Maria de Lourdes, moradora do Itapoã, era saxofonista e atuava como musicista no 1º Regimento de Cavalaria de Guardas (1º RCG). Ela havia ingressado no Exército há apenas cinco meses. O crime ocorreu na área da banda de música do Regimento, no Setor Militar Urbano (SMU).
Segundo a Polícia Civil, o soldado disse ter desferido um golpe de faca no pescoço da militar antes de provocar o incêndio no local, numa tentativa de encobrir o homicídio.
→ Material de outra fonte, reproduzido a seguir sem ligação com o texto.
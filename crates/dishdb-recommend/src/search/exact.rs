//! Exhaustive include/exclude enumeration with memoized dead states.
//!
//! The walk runs on an explicit stack so depth is bounded by the heap, not
//! the call stack. A subproblem is identified by
//! `(index, remaining_budget, remaining_plates, chosen_so_far)`; because the
//! amount already spent is `budget - remaining_budget`, every prefix reaching
//! the same key sees exactly the same set of completion totals. Only keys
//! whose subtree produced no improvement of the retained top results are
//! memoized, so a cached entry never stands in for a real combination.

use std::collections::HashSet;

use rust_decimal::Decimal;

use super::{
    cheapest_completion, is_degenerate, prefix_sums, priciest_completion, rank, Combination,
    CombinationSearch, RankOrder, Strategy,
};
use crate::flatten::FlatDish;

/// Expanded states after which the enumeration stops and returns what it has.
pub const EXACT_NODE_LIMIT: usize = 2_000_000;

type MemoKey = (usize, Decimal, usize, usize);

#[derive(Debug, Clone)]
pub struct ExactSearch {
    node_limit: usize,
}

impl Default for ExactSearch {
    fn default() -> Self {
        Self {
            node_limit: EXACT_NODE_LIMIT,
        }
    }
}

impl ExactSearch {
    #[must_use]
    pub fn with_node_limit(node_limit: usize) -> Self {
        Self { node_limit }
    }
}

enum Step {
    Visit {
        index: usize,
        remaining_budget: Decimal,
        remaining_plates: usize,
    },
    Include {
        dish: usize,
        remaining_budget: Decimal,
        remaining_plates: usize,
    },
    Unchoose,
    Leave {
        key: MemoKey,
        improvements_before: usize,
    },
}

/// The `capacity` highest-total selections seen so far.
struct TopResults {
    capacity: usize,
    entries: Vec<(Decimal, Vec<usize>)>,
    floor: Option<Decimal>,
    improvements: usize,
}

impl TopResults {
    fn new(capacity: usize) -> Self {
        Self {
            capacity,
            entries: Vec::with_capacity(capacity),
            floor: None,
            improvements: 0,
        }
    }

    /// Lowest retained total once full; anything at or below it cannot enter.
    fn floor(&self) -> Option<Decimal> {
        self.floor
    }

    fn offer(&mut self, total: Decimal, chosen: &[usize]) {
        if self.entries.len() < self.capacity {
            self.entries.push((total, chosen.to_vec()));
        } else {
            let Some((weakest, weakest_total)) = self
                .entries
                .iter()
                .enumerate()
                .min_by(|a, b| a.1 .0.cmp(&b.1 .0))
                .map(|(i, (t, _))| (i, *t))
            else {
                return;
            };
            if total <= weakest_total {
                return;
            }
            self.entries[weakest] = (total, chosen.to_vec());
        }
        self.improvements += 1;
        if self.entries.len() == self.capacity {
            self.floor = self.entries.iter().map(|(t, _)| *t).min();
        }
    }
}

impl CombinationSearch for ExactSearch {
    fn strategy(&self) -> Strategy {
        Strategy::Exact
    }

    fn search<'a>(
        &mut self,
        dishes: &[FlatDish<'a>],
        budget: Decimal,
        num_plates: usize,
        max_results: usize,
    ) -> Vec<Combination<'a>> {
        if is_degenerate(budget, num_plates, max_results) {
            return Vec::new();
        }

        let n = dishes.len();
        let sums = prefix_sums(dishes);
        let mut best = TopResults::new(max_results);
        let mut dead: HashSet<MemoKey> = HashSet::new();
        let mut chosen: Vec<usize> = Vec::with_capacity(num_plates);
        let mut expanded = 0usize;
        let mut truncated = false;

        let mut stack = vec![Step::Visit {
            index: 0,
            remaining_budget: budget,
            remaining_plates: num_plates,
        }];

        while let Some(step) = stack.pop() {
            let (index, remaining_budget, remaining_plates) = match step {
                Step::Unchoose => {
                    chosen.pop();
                    continue;
                }
                Step::Leave {
                    key,
                    improvements_before,
                } => {
                    if best.improvements == improvements_before {
                        dead.insert(key);
                    }
                    continue;
                }
                Step::Include {
                    dish,
                    remaining_budget,
                    remaining_plates,
                } => {
                    chosen.push(dish);
                    (dish + 1, remaining_budget, remaining_plates)
                }
                Step::Visit {
                    index,
                    remaining_budget,
                    remaining_plates,
                } => (index, remaining_budget, remaining_plates),
            };

            if remaining_plates == 0 {
                best.offer(budget - remaining_budget, &chosen);
                continue;
            }
            if index >= n || remaining_budget <= Decimal::ZERO {
                continue;
            }

            let key = (index, remaining_budget, remaining_plates, chosen.len());
            if dead.contains(&key) {
                continue;
            }

            let fits = cheapest_completion(&sums, index, remaining_plates)
                .is_some_and(|cheapest| cheapest <= remaining_budget);
            if !fits {
                dead.insert(key);
                continue;
            }

            if let Some(floor) = best.floor() {
                let spent = budget - remaining_budget;
                let ceiling = priciest_completion(&sums, index, remaining_plates)
                    .map_or(Decimal::ZERO, |priciest| spent + priciest.min(remaining_budget));
                if ceiling <= floor {
                    dead.insert(key);
                    continue;
                }
            }

            expanded += 1;
            if expanded > self.node_limit {
                truncated = true;
                break;
            }

            stack.push(Step::Leave {
                key,
                improvements_before: best.improvements,
            });
            stack.push(Step::Visit {
                index: index + 1,
                remaining_budget,
                remaining_plates,
            });
            let price = dishes[index].price;
            if price <= remaining_budget {
                stack.push(Step::Unchoose);
                stack.push(Step::Include {
                    dish: index,
                    remaining_budget: remaining_budget - price,
                    remaining_plates: remaining_plates - 1,
                });
            }
        }

        tracing::debug!(
            dishes = n,
            expanded,
            memoized = dead.len(),
            kept = best.entries.len(),
            truncated,
            "exact search finished"
        );

        let combinations = best
            .entries
            .into_iter()
            .map(|(_, picked)| Combination::new(picked.into_iter().map(|i| dishes[i]).collect()))
            .collect();

        rank(combinations, budget, RankOrder::ClosestToBudget, max_results)
    }
}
Ele foi detido e está sendo investigado por homicídio qualificado e incêndio criminoso.
O Corpo de Bombeiros foi acionado por volta das 16h de sexta-feira (5) para combater o incêndio. De acordo com a corporação, havia grande quantidade de material combustível no ambiente, o que facilitou a propagação das chamas.
Após controlar o fogo, bombeiros e militares do 1º RCG iniciaram o resfriamento da área e, nesse momento, o corpo carbonizado da cabo foi encontrado entre os escombros.
Investigações em três frentes
O Comando Militar do Planalto informou que uma investigação interna foi aberta. Paralelamente, perícias serão conduzidas:
- pelo Batalhão de Polícia do Exército;
- pela Polícia Civil;
- e pelo Corpo de Bombeiros.
Homenagem e apoio à família
Nas redes sociais, o 1º Regimento de Cavalaria de Guardas lamentou a morte da cabo, destacando que sua passagem pela unidade foi marcada por dedicação, profissionalismo e compromisso com a Fanfarra da instituição.
A família de Maria de Lourdes está recebendo apoio do Exército.